Let’s say your e-commerce company ships a significant amount of orders to customers. At least 10% of them are returned because the address on the label is incorrect or incomplete. Such returns are costly for the company if the frequency of errors is constant. In cases like this, where the accuracy of information is critical for customer and supplier management, it is essential to have standardized data .
Database normalization is a process that largely requires unification of criteria for the collection and processing of information, as well as a similar amount of attention and patience. In the following lines, we will discuss the phases of the procedure required to obtain correct, enriched and duplicate-free data. We will also mention the benefits generated by this practice.
What is the process for obtaining normalized data?
In essence, data normalization is a process of organizing databases by applying a set of rules to clean up hat & bag image editing structure. The purpose of the procedure is to remove unnecessary duplications and dependencies from data tables and their related tables.
It is worth remembering that duplicate data is data generated by multiple users adding data to the database at the same time. But it also appears in databases whose design does not include duplicate detection. Unnecessary dependencies are relationships that should not exist between data. An example of this would be finding dependent qualifiers from third-party or temporary tables in an organization’s tax information record.
This may require creating new tables and establishing relationships between them following rules designed both to protect the data and to obtain a much more flexible database after removing redundancies and dependencies.
Obviously, duplicate data takes up more space on the memory disk and in cloud storage . Apart from that, it can cause maintenance problems. When making changes to data present in multiple locations, these must be done exactly the same in each of them.
As an illustration, achieving normalized data for the current customer portfolio would allow temporary indicators to be eliminated from the record, for example, non-essential historical data. It is also possible to discard data that depends on third tables.
In particular, accurately assigning the data value is very important as this will be the only way to ensure the betting email list of duplicates. Consequently, changes will be made to the data and will be accurately cross-referenced.
Phases or levels to be met to obtain standardized data
There are actually several phases or levels of normalization applicable to databases. However, only three are the most common in organizations and are called “normal forms.” Each includes standards and criteria that establish the degree of vulnerability of the information to possible errors and inconsistencies. Generally, data Jinsi ya kutengeneza T-shirt ya Kipekee kwa Watoto Wako follows all three normal forms required for most applications are considered to be normalized at the highest level. These levels are briefly described below.
First normal form
To complete this first phase, you must do the following:
First, remove duplicate data groups from individual tables.

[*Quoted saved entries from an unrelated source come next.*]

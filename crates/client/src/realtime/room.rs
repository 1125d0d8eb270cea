//! Room membership
//!
//! Rooms are server-side multicast groups addressed by a [`RoomType`] and, for
//! per-actor rooms, an identity key. The router keeps an ordered set of join
//! intents and replays all of them whenever the connection comes up on a new
//! link, because the server forgets memberships when a link ends.
//!
//! Intents registered while offline are queued and sent on the next connect.

use std::fmt;
use std::str::FromStr;
use std::sync::{Arc, Mutex, MutexGuard, PoisonError, Weak};

use pharmadesk_shared::{Role, Session};
use serde_json::Value;
use tokio::task::JoinHandle;

use super::connection::ConnectionManager;
use super::events::WireFrame;
use crate::error::RoomError;

#[derive(Debug, Clone, Copy, PartialEq, Eq, Hash)]
pub enum RoomType {
    Customer,
    Pharmacist,
    Delivery,
    /// Broadcast room for every admin, never keyed
    Admin,
}

impl RoomType {
    pub fn as_str(&self) -> &'static str {
        match self {
            Self::Customer => "customer",
            Self::Pharmacist => "pharmacist",
            Self::Delivery => "delivery",
            Self::Admin => "admin",
        }
    }

    pub fn requires_key(&self) -> bool {
        !matches!(self, Self::Admin)
    }
}

impl From<Role> for RoomType {
    fn from(role: Role) -> Self {
        match role {
            Role::Customer => Self::Customer,
            Role::Pharmacist => Self::Pharmacist,
            Role::Delivery => Self::Delivery,
            Role::Admin => Self::Admin,
        }
    }
}

impl fmt::Display for RoomType {
    fn fmt(&self, f: &mut fmt::Formatter<'_>) -> fmt::Result {
        f.write_str(self.as_str())
    }
}

impl FromStr for RoomType {
    type Err = RoomError;

    fn from_str(s: &str) -> Result<Self, Self::Err> {
        match s {
            "customer" => Ok(Self::Customer),
            "pharmacist" => Ok(Self::Pharmacist),
            "delivery" => Ok(Self::Delivery),
            "admin" => Ok(Self::Admin),
            other => Err(RoomError::InvalidRoomType(other.to_string())),
        }
    }
}

/// One `(room type, key)` membership the client wants
#[derive(Debug, Clone, PartialEq, Eq, Hash)]
pub struct RoomIntent {
    pub room_type: RoomType,
    pub key: Option<String>,
}

impl RoomIntent {
    pub fn new(room_type: RoomType, key: Option<String>) -> Result<Self, RoomError> {
        let key = if room_type.requires_key() {
            match key {
                Some(key) if !key.is_empty() => Some(key),
                _ => return Err(RoomError::MissingKey(room_type.to_string())),
            }
        } else {
            None
        };
        Ok(Self { room_type, key })
    }

    /// The room a session belongs to: admins share one broadcast room, every
    /// other role gets a room keyed by its identity.
    pub fn for_session(session: &Session) -> Self {
        let room_type = RoomType::from(session.role());
        let key = room_type
            .requires_key()
            .then(|| session.identity().to_string());
        Self { room_type, key }
    }

    fn frame(&self, verb: &str) -> WireFrame {
        let data = self
            .key
            .as_ref()
            .map(|k| Value::String(k.clone()))
            .unwrap_or(Value::Null);
        WireFrame::new(format!("{}-{}", verb, self.room_type), data)
    }

    pub fn join_frame(&self) -> WireFrame {
        self.frame("join")
    }

    pub fn leave_frame(&self) -> WireFrame {
        self.frame("leave")
    }
}

#[derive(Default)]
struct RouterState {
    /// Registration order is replay order
    intents: Vec<RoomIntent>,
    /// Connection epoch the intents were last replayed on
    replayed_epoch: Option<u64>,
}

/// Joins and leaves rooms over the shared connection
pub struct RoomRouter {
    connection: Arc<ConnectionManager>,
    state: Mutex<RouterState>,
    replay_task: Mutex<Option<JoinHandle<()>>>,
}

impl RoomRouter {
    pub fn new(connection: Arc<ConnectionManager>) -> Arc<Self> {
        Arc::new(Self {
            connection,
            state: Mutex::new(RouterState::default()),
            replay_task: Mutex::new(None),
        })
    }

    fn lock(&self) -> MutexGuard<'_, RouterState> {
        self.state.lock().unwrap_or_else(PoisonError::into_inner)
    }

    /// Watch the connection and replay intents on every new link.
    ///
    /// The task holds a weak reference, so dropping the router ends it.
    pub fn start(self: &Arc<Self>) {
        let mut status_rx = self.connection.subscribe_state();
        let router: Weak<Self> = Arc::downgrade(self);

        let handle = tokio::spawn(async move {
            loop {
                let status = status_rx.borrow_and_update().clone();
                if status.is_connected() {
                    match router.upgrade() {
                        Some(router) => router.replay(status.epoch),
                        None => break,
                    }
                }
                if status_rx.changed().await.is_err() {
                    break;
                }
            }
        });

        let mut slot = self
            .replay_task
            .lock()
            .unwrap_or_else(PoisonError::into_inner);
        if let Some(previous) = slot.replace(handle) {
            previous.abort();
        }
    }

    /// Register a join intent. Idempotent: a repeated join emits nothing.
    pub fn join(&self, room_type: RoomType, key: Option<&str>) -> Result<(), RoomError> {
        let intent = RoomIntent::new(room_type, key.map(str::to_string)).inspect_err(|e| {
            tracing::error!(room = %room_type, error = %e, "Rejected room join");
        })?;

        let mut state = self.lock();
        if state.intents.contains(&intent) {
            return Ok(());
        }
        let live = self.live_epoch_matches(&state);
        state.intents.push(intent.clone());
        drop(state);

        if live {
            self.send(intent.join_frame());
        } else {
            tracing::debug!(room = %room_type, "Join queued until connected");
        }
        Ok(())
    }

    /// Join by wire name. Unknown room types are logged and rejected.
    pub fn join_named(&self, room_type: &str, key: Option<&str>) -> Result<(), RoomError> {
        let room_type = parse_room_type(room_type)?;
        self.join(room_type, key)
    }

    /// Drop a join intent, telling the server if the link is up
    pub fn leave(&self, room_type: RoomType, key: Option<&str>) -> Result<(), RoomError> {
        let intent = RoomIntent::new(room_type, key.map(str::to_string)).inspect_err(|e| {
            tracing::error!(room = %room_type, error = %e, "Rejected room leave");
        })?;

        let mut state = self.lock();
        let before = state.intents.len();
        state.intents.retain(|i| i != &intent);
        let removed = state.intents.len() < before;
        let live = self.live_epoch_matches(&state);
        drop(state);

        if removed && live {
            self.send(intent.leave_frame());
        }
        Ok(())
    }

    pub fn leave_named(&self, room_type: &str, key: Option<&str>) -> Result<(), RoomError> {
        let room_type = parse_room_type(room_type)?;
        self.leave(room_type, key)
    }

    /// Join the room implied by the session's role and identity
    pub fn join_session_rooms(&self, session: &Session) {
        let intent = RoomIntent::for_session(session);
        if let Err(e) = self.join(intent.room_type, intent.key.as_deref()) {
            tracing::error!(error = %e, "Failed to register session room");
        }
    }

    /// Current intents in registration order
    pub fn intents(&self) -> Vec<RoomIntent> {
        self.lock().intents.clone()
    }

    /// Re-issue every join on the link identified by `epoch`. Runs at most once
    /// per epoch.
    fn replay(&self, epoch: u64) {
        let mut state = self.lock();
        if state.replayed_epoch == Some(epoch) {
            return;
        }
        // A newer link is already up; its own replay covers it
        let current = self.connection.status();
        if !current.is_connected() || current.epoch != epoch {
            tracing::debug!(epoch, current = current.epoch, "Skipping stale room replay");
            return;
        }
        state.replayed_epoch = Some(epoch);

        tracing::info!(epoch, rooms = state.intents.len(), "Replaying room joins");
        for intent in &state.intents {
            self.send(intent.join_frame());
        }
    }

    fn live_epoch_matches(&self, state: &RouterState) -> bool {
        let status = self.connection.status();
        status.is_connected() && state.replayed_epoch == Some(status.epoch)
    }

    fn send(&self, frame: WireFrame) {
        let event = frame.event.clone();
        if let Err(e) = self.connection.emit(frame) {
            // The next replay covers it
            tracing::debug!(event = %event, error = %e, "Room frame not sent");
        }
    }
}

impl Drop for RoomRouter {
    fn drop(&mut self) {
        if let Some(handle) = self
            .replay_task
            .lock()
            .unwrap_or_else(PoisonError::into_inner)
            .take()
        {
            handle.abort();
        }
    }
}

fn parse_room_type(name: &str) -> Result<RoomType, RoomError> {
    name.parse::<RoomType>().inspect_err(|e| {
        tracing::error!(room = %name, error = %e, "Ignoring unknown room type");
    })
}

#[cfg(test)]
#[allow(clippy::unwrap_used)]
mod tests {
    use super::*;
    use crate::realtime::connection::{ConnectOptions, ConnectionStatus, ReconnectPolicy};
    use crate::realtime::hub::EventHub;
    use crate::realtime::testing::{ScriptedTransport, Step};
    use crate::realtime::transport::{LinkPeer, TransportKind};
    use serde_json::json;
    use std::time::Duration;
    use tokio::sync::mpsc;
    use url::Url;

    fn setup(
        steps: impl IntoIterator<Item = Step>,
    ) -> (Arc<ConnectionManager>, Arc<RoomRouter>, mpsc::UnboundedReceiver<LinkPeer>) {
        let (transport, peers) = ScriptedTransport::new(TransportKind::WebSocket, steps);
        let session = Session::new("pharm-7", Role::Pharmacist);
        let connection = Arc::new(ConnectionManager::new(
            session,
            vec![transport.shared()],
            EventHub::new(),
        ));
        let router = RoomRouter::new(Arc::clone(&connection));
        router.start();
        (connection, router, peers)
    }

    fn connect(connection: &ConnectionManager) {
        let options = ConnectOptions {
            token: None,
            policy: ReconnectPolicy::from_time_unit(Duration::from_millis(1)),
        };
        connection.connect(Url::parse("ws://localhost:4000/").unwrap(), options);
    }

    async fn next_event(peer: &mut LinkPeer) -> WireFrame {
        tokio::time::timeout(Duration::from_secs(5), peer.from_client.recv())
            .await
            .unwrap()
            .unwrap()
    }

    #[test]
    fn test_room_type_parsing() {
        assert_eq!("delivery".parse::<RoomType>().unwrap(), RoomType::Delivery);
        assert_eq!(
            "warehouse".parse::<RoomType>(),
            Err(RoomError::InvalidRoomType("warehouse".into()))
        );
    }

    #[test]
    fn test_session_room_intents() {
        let admin = RoomIntent::for_session(&Session::new("a-1", Role::Admin));
        assert_eq!(admin.join_frame(), WireFrame::new("join-admin", Value::Null));

        let courier = RoomIntent::for_session(&Session::new("d-1", Role::Delivery));
        assert_eq!(courier.join_frame(), WireFrame::new("join-delivery", json!("d-1")));
        assert_eq!(courier.leave_frame().event, "leave-delivery");
    }

    #[test]
    fn test_keyed_rooms_require_key() {
        assert_eq!(
            RoomIntent::new(RoomType::Customer, None),
            Err(RoomError::MissingKey("customer".into()))
        );
        // Admin ignores any key
        let admin = RoomIntent::new(RoomType::Admin, Some("x".into())).unwrap();
        assert_eq!(admin.key, None);
    }

    #[tokio::test]
    async fn test_offline_joins_are_queued_once_and_flushed() {
        let (connection, router, mut peers) = setup([Step::Accept]);

        router.join(RoomType::Pharmacist, Some("pharm-7")).unwrap();
        router.join(RoomType::Pharmacist, Some("pharm-7")).unwrap();
        router.join(RoomType::Admin, None).unwrap();
        router.leave(RoomType::Admin, None).unwrap();
        assert_eq!(router.intents().len(), 1);

        connect(&connection);
        let mut peer = peers.recv().await.unwrap();

        assert_eq!(
            next_event(&mut peer).await,
            WireFrame::new("join-pharmacist", json!("pharm-7"))
        );
        // Nothing else was queued
        router.join_named("customer", Some("c-1")).unwrap();
        assert_eq!(next_event(&mut peer).await.event, "join-customer");
    }

    #[tokio::test]
    async fn test_rejoins_on_every_new_link() {
        let (connection, router, mut peers) = setup([Step::Accept, Step::Accept]);
        router.join_session_rooms(connection.session());
        connect(&connection);

        let mut first = peers.recv().await.unwrap();
        assert_eq!(next_event(&mut first).await.event, "join-pharmacist");

        drop(first);
        let mut second = peers.recv().await.unwrap();
        assert_eq!(
            next_event(&mut second).await,
            WireFrame::new("join-pharmacist", json!("pharm-7"))
        );

        let mut rx = connection.subscribe_state();
        let status = rx.wait_for(ConnectionStatus::is_connected).await.unwrap().clone();
        assert_eq!(status.epoch, 2);
    }

    #[tokio::test]
    async fn test_stale_replay_does_not_resend_on_newer_link() {
        let (connection, router, mut peers) = setup([Step::Accept, Step::Accept]);
        router.join_session_rooms(connection.session());
        connect(&connection);

        let first = peers.recv().await.unwrap();
        drop(first);
        let mut second = peers.recv().await.unwrap();
        assert_eq!(next_event(&mut second).await.event, "join-pharmacist");

        // A replay for the previous link arriving late emits nothing
        router.replay(1);
        assert!(second.from_client.try_recv().is_err());

        // The current link stays marked as replayed, so new joins go out directly
        router.join(RoomType::Admin, None).unwrap();
        assert_eq!(
            next_event(&mut second).await,
            WireFrame::new("join-admin", Value::Null)
        );
    }

    #[tokio::test]
    async fn test_leave_while_connected_emits_leave() {
        let (connection, router, mut peers) = setup([Step::Accept]);
        router.join(RoomType::Delivery, Some("d-2")).unwrap();
        connect(&connection);

        let mut peer = peers.recv().await.unwrap();
        assert_eq!(next_event(&mut peer).await.event, "join-delivery");

        router.leave(RoomType::Delivery, Some("d-2")).unwrap();
        assert_eq!(
            next_event(&mut peer).await,
            WireFrame::new("leave-delivery", json!("d-2"))
        );
        assert!(router.intents().is_empty());
    }

    #[tokio::test]
    async fn test_unknown_room_type_is_rejected_without_side_effects() {
        let (_connection, router, _peers) = setup([]);
        assert!(matches!(
            router.join_named("warehouse", Some("w-1")),
            Err(RoomError::InvalidRoomType(_))
        ));
        assert!(router.intents().is_empty());
    }
}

For each group of related data, it is essential to create a separate table.
Assigns a primary key to each group of related data, with no null attributes.
Avoid using multiple fields in the same table to store similar data.
It is also important not to include data with identical meanings in the same table. You should also make sure that the attributes are minimal and indivisible and that the rows and columns are clearly independent. This will prevent a possible change in order from modifying their meaning.
Second normal form
At this point, you need to consider managing multiple records. In other words, if a data set applies to multiple records, it is advisable to create separate tables and relate them to each other with a foreign key.